Car Donation Foundation
- Formation: 2009; 17 years ago
- Founder: Bill Bigley Randy Heiligman
- Type: 501(c)(3) organization
- Purpose: Car donation
- Headquarters: St. Louis Park, Minnesota
- Executive director: Loren Dorshow
- Subsidiaries: Wheels For Wishes Vehicles for Veterans Animal Car Donation
- Website: https://cardonationfoundation.org/

= Car Donation Foundation =

Nonprofit organization based in Minnesota

The Car Donation Foundation is a nonprofit car donation organization based in St. Louis Park, Minnesota. It is the largest car donation organization in the United States, and operates Wheels For Wishes, Veterans for Vehicles, and Animal Car Donation.
==History==
The foundation was established in 2009 by Bill Bigley and Randy Heiligman. The executive director of the foundation is Loren Dorshow. The foundation operates several car donation programs throughout the United States, doing business as Wheels For Wishes, Vehicles for Veterans, and Animal Car Donation.

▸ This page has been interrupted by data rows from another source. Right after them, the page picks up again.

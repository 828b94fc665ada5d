use ratatui::layout::{Constraint, Direction, Layout, Rect};
use ratatui::style::{Color, Modifier, Style};
use ratatui::text::{Line, Span, Text};
use ratatui::widgets::{Block, Borders, Clear, List, ListItem, ListState, Paragraph, Wrap};
use ratatui::Frame;
use time::OffsetDateTime;

use crate::app::state::{AppState, EditorView, FocusPane, OverlayState};
use crate::editing::AutosaveStatus;
use crate::notes::NotesStore;
use crate::search::{date_label, filter_notes, snippet};

pub fn draw_app(
    frame: &mut Frame,
    store: &NotesStore,
    state: &AppState,
    list_state: &mut ListState,
) {
    let vertical = Layout::default()
        .direction(Direction::Vertical)
        .constraints([Constraint::Min(3), Constraint::Length(3)])
        .split(frame.size());

    let columns = Layout::default()
        .direction(Direction::Horizontal)
        .constraints([Constraint::Percentage(40), Constraint::Percentage(60)])
        .split(vertical[0]);

    draw_note_list(frame, store, state, list_state, columns[0]);
    draw_editor_pane(frame, store, state, columns[1]);
    draw_status_bar(frame, store, state, vertical[1]);

    match state.overlay() {
        Some(OverlayState::DeleteNote(overlay)) => {
            draw_confirm_overlay(
                frame,
                "Delete note",
                &format!("Delete \"{}\"? Enter confirm • Esc cancel", overlay.title),
            );
        }
        Some(OverlayState::EditTitle(overlay)) => {
            draw_input_overlay(frame, "Edit title", &overlay.input);
        }
        None => {}
    }
}

fn draw_note_list(
    frame: &mut Frame,
    store: &NotesStore,
    state: &AppState,
    list_state: &mut ListState,
    area: Rect,
) {
    let block_style = if matches!(state.focus, FocusPane::List) {
        Style::default().fg(Color::Cyan)
    } else {
        Style::default()
    };

    let now = OffsetDateTime::now_utc();
    let visible = filter_notes(store.notes(), state.search_query());
    let mut items = Vec::with_capacity(visible.len());
    for note in &visible {
        let pending = matches!(state.autosave_status, AutosaveStatus::Pending)
            && store.current_id() == Some(note.id.as_str());
        let mut title_spans = Vec::new();
        if pending {
            title_spans.push(Span::styled(
                "✎ ",
                Style::default()
                    .fg(Color::Magenta)
                    .add_modifier(Modifier::BOLD),
            ));
        }
        title_spans.push(Span::styled(
            note.title.clone(),
            Style::default().add_modifier(Modifier::BOLD),
        ));
        let mut lines = vec![
            Line::from(title_spans),
            Line::from(Span::styled(
                date_label(note.updated_at, now),
                Style::default().fg(Color::Gray),
            )),
        ];
        if state.show_snippets {
            lines.push(Line::from(snippet(&note.content)));
        }
        items.push(ListItem::new(lines));
    }
    if items.is_empty() {
        if state.search_query().trim().is_empty() {
            items.push(ListItem::new("No notes yet. Press `n` to create one."));
        } else {
            items.push(ListItem::new("No notes match the search."));
        }
    }

    let title = if state.is_search_active() || !state.search_query().is_empty() {
        format!("Notes /{}", state.search_query())
    } else {
        String::from("Notes")
    };
    let list = List::new(items)
        .block(
            Block::default()
                .title(title)
                .borders(Borders::ALL)
                .border_style(block_style),
        )
        .highlight_style(
            Style::default()
                .bg(Color::Blue)
                .fg(Color::Black)
                .add_modifier(Modifier::BOLD),
        )
        .highlight_symbol("▸ ");
    frame.render_stateful_widget(list, area, list_state);
}

fn draw_editor_pane(frame: &mut Frame, store: &NotesStore, state: &AppState, area: Rect) {
    let block_style = if matches!(state.focus, FocusPane::Editor) {
        Style::default().fg(Color::Cyan)
    } else {
        Style::default()
    };

    let title = store
        .current()
        .map(|note| note.title.clone())
        .unwrap_or_else(|| String::from("Editor"));

    let text = match state.editor() {
        Some(editor) => editor_text(editor, matches!(state.focus, FocusPane::Editor)),
        None => Text::from("Select a note, or press `n` to create one."),
    };

    let paragraph = Paragraph::new(text)
        .block(
            Block::default()
                .title(title)
                .borders(Borders::ALL)
                .border_style(block_style),
        )
        .wrap(Wrap { trim: false });
    frame.render_widget(paragraph, area);
}

/// Buffer rendered line by line with the cursor shown as a reversed cell
/// while the editor pane has focus.
fn editor_text(editor: &EditorView, focused: bool) -> Text<'static> {
    let buffer = editor.buffer();
    if !focused {
        return Text::from(buffer.to_string());
    }
    let cursor = editor.cursor().min(buffer.len());
    let cursor_style = Style::default().add_modifier(Modifier::REVERSED);

    let mut lines = Vec::new();
    let mut line_start = 0;
    for segment in buffer.split_inclusive('\n') {
        let line_end = line_start + segment.len();
        let content = segment.strip_suffix('\n').unwrap_or(segment);
        let content_end = line_start + content.len();
        if cursor >= line_start && cursor <= content_end {
            let before = content[..cursor - line_start].to_string();
            let rest = &content[cursor - line_start..];
            let mut chars = rest.chars();
            let under = chars.next().map(String::from).unwrap_or_else(|| " ".into());
            let after: String = chars.collect();
            lines.push(Line::from(vec![
                Span::raw(before),
                Span::styled(under, cursor_style),
                Span::raw(after),
            ]));
        } else {
            lines.push(Line::from(content.to_string()));
        }
        line_start = line_end;
    }
    if buffer.is_empty() || buffer.ends_with('\n') {
        if cursor == buffer.len() {
            lines.push(Line::from(Span::styled(" ", cursor_style)));
        } else {
            lines.push(Line::from(""));
        }
    }
    Text::from(lines)
}

fn draw_status_bar(frame: &mut Frame, store: &NotesStore, state: &AppState, area: Rect) {
    let mut spans = vec![Span::raw(format!("{} notes", store.len()))];
    if let Some(editor) = state.editor() {
        let (line, column) = editor.cursor_position();
        spans.push(Span::raw(format!("  •  Ln {line}, Col {column}")));
    }
    spans.push(Span::raw("  •  "));
    spans.push(autosave_span(&state.autosave_status));

    let hint = match state.focus {
        FocusPane::List => "  •  j/k move  n new  e edit  t title  d delete  / search  q quit",
        FocusPane::Editor => "  •  Esc list  Ctrl-s save",
    };
    spans.push(Span::styled(hint, Style::default().fg(Color::Gray)));

    let mut lines = vec![Line::from(spans)];
    if let Some(message) = &state.status_message {
        lines.push(Line::from(Span::styled(
            message.clone(),
            Style::default().fg(Color::Yellow),
        )));
    }

    let paragraph = Paragraph::new(lines).block(Block::default().borders(Borders::TOP));
    frame.render_widget(paragraph, area);
}

fn autosave_span(status: &AutosaveStatus) -> Span<'static> {
    match status {
        AutosaveStatus::Disabled => {
            Span::styled("autosave off", Style::default().fg(Color::Gray))
        }
        AutosaveStatus::Inactive | AutosaveStatus::Idle => {
            Span::styled("saved", Style::default().fg(Color::Green))
        }
        AutosaveStatus::Pending => {
            Span::styled("saving…", Style::default().fg(Color::Magenta))
        }
        AutosaveStatus::Error(message) => Span::styled(
            format!("save error: {message}"),
            Style::default()
                .fg(Color::Red)
                .add_modifier(Modifier::BOLD),
        ),
    }
}

fn draw_confirm_overlay(frame: &mut Frame, title: &str, message: &str) {
    let area = centered_rect(50, 20, frame.size());
    frame.render_widget(Clear, area);
    let paragraph = Paragraph::new(message.to_string())
        .block(
            Block::default()
                .title(title.to_string())
                .borders(Borders::ALL)
                .border_style(Style::default().fg(Color::Red)),
        )
        .wrap(Wrap { trim: true });
    frame.render_widget(paragraph, area);
}

fn draw_input_overlay(frame: &mut Frame, title: &str, input: &str) {
    let area = centered_rect(60, 20, frame.size());
    frame.render_widget(Clear, area);
    let text = Text::from(vec![
        Line::from(vec![
            Span::raw(input.to_string()),
            Span::styled(" ", Style::default().add_modifier(Modifier::REVERSED)),
        ]),
        Line::from(Span::styled(
            "Enter save • Esc cancel",
            Style::default().fg(Color::Gray),
        )),
    ]);
    let paragraph = Paragraph::new(text).block(
        Block::default()
            .title(title.to_string())
            .borders(Borders::ALL)
            .border_style(Style::default().fg(Color::Cyan)),
    );
    frame.render_widget(paragraph, area);
}

fn centered_rect(percent_x: u16, percent_y: u16, area: Rect) -> Rect {
    let vertical = Layout::default()
        .direction(Direction::Vertical)
        .constraints([
            Constraint::Percentage((100 - percent_y) / 2),
            Constraint::Percentage(percent_y),
            Constraint::Percentage((100 - percent_y) / 2),
        ])
        .split(area);
    Layout::default()
        .direction(Direction::Horizontal)
        .constraints([
            Constraint::Percentage((100 - percent_x) / 2),
            Constraint::Percentage(percent_x),
            Constraint::Percentage((100 - percent_x) / 2),
        ])
        .split(vertical[1])[1]
}

#[cfg(test)]
mod tests {
    use super::*;

    #[test]
    fn editor_text_marks_cursor_inside_line() {
        let mut editor = EditorView::new("n".into(), "abc".into());
        editor.cursor = 1;
        let text = editor_text(&editor, true);
        let spans = &text.lines[0].spans;
        assert_eq!(spans.len(), 3);
        assert_eq!(spans[1].content.as_ref(), "b");
    }

    #[test]
    fn editor_text_appends_cursor_cell_at_end_of_buffer() {
        let editor = EditorView::new("n".into(), "line\n".into());
        let text = editor_text(&editor, true);
        assert_eq!(text.lines.len(), 2);
        assert_eq!(text.lines[1].spans[0].content.as_ref(), " ");
    }

    #[test]
    fn unfocused_editor_renders_plain_buffer() {
        let editor = EditorView::new("n".into(), "one\ntwo".into());
        let text = editor_text(&editor, false);
        assert_eq!(text.lines.len(), 2);
    }
}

Wheels for Wishes partners with chapters of the Make-A-Wish Foundation. Vehicles for Veterans benefits military veterans living with disabilities and unhoused veterans, donating proceeds to organizations like the Gary Sinise Foundation, and Semper Fi & America's Fund. Animal Car Donation benefits animal rescues that provide veterinary care, adoption services, and shelter.

It is the largest car donation organization in the United States. As of 2025, the organization had donated over $175 million to nonprofit organizations.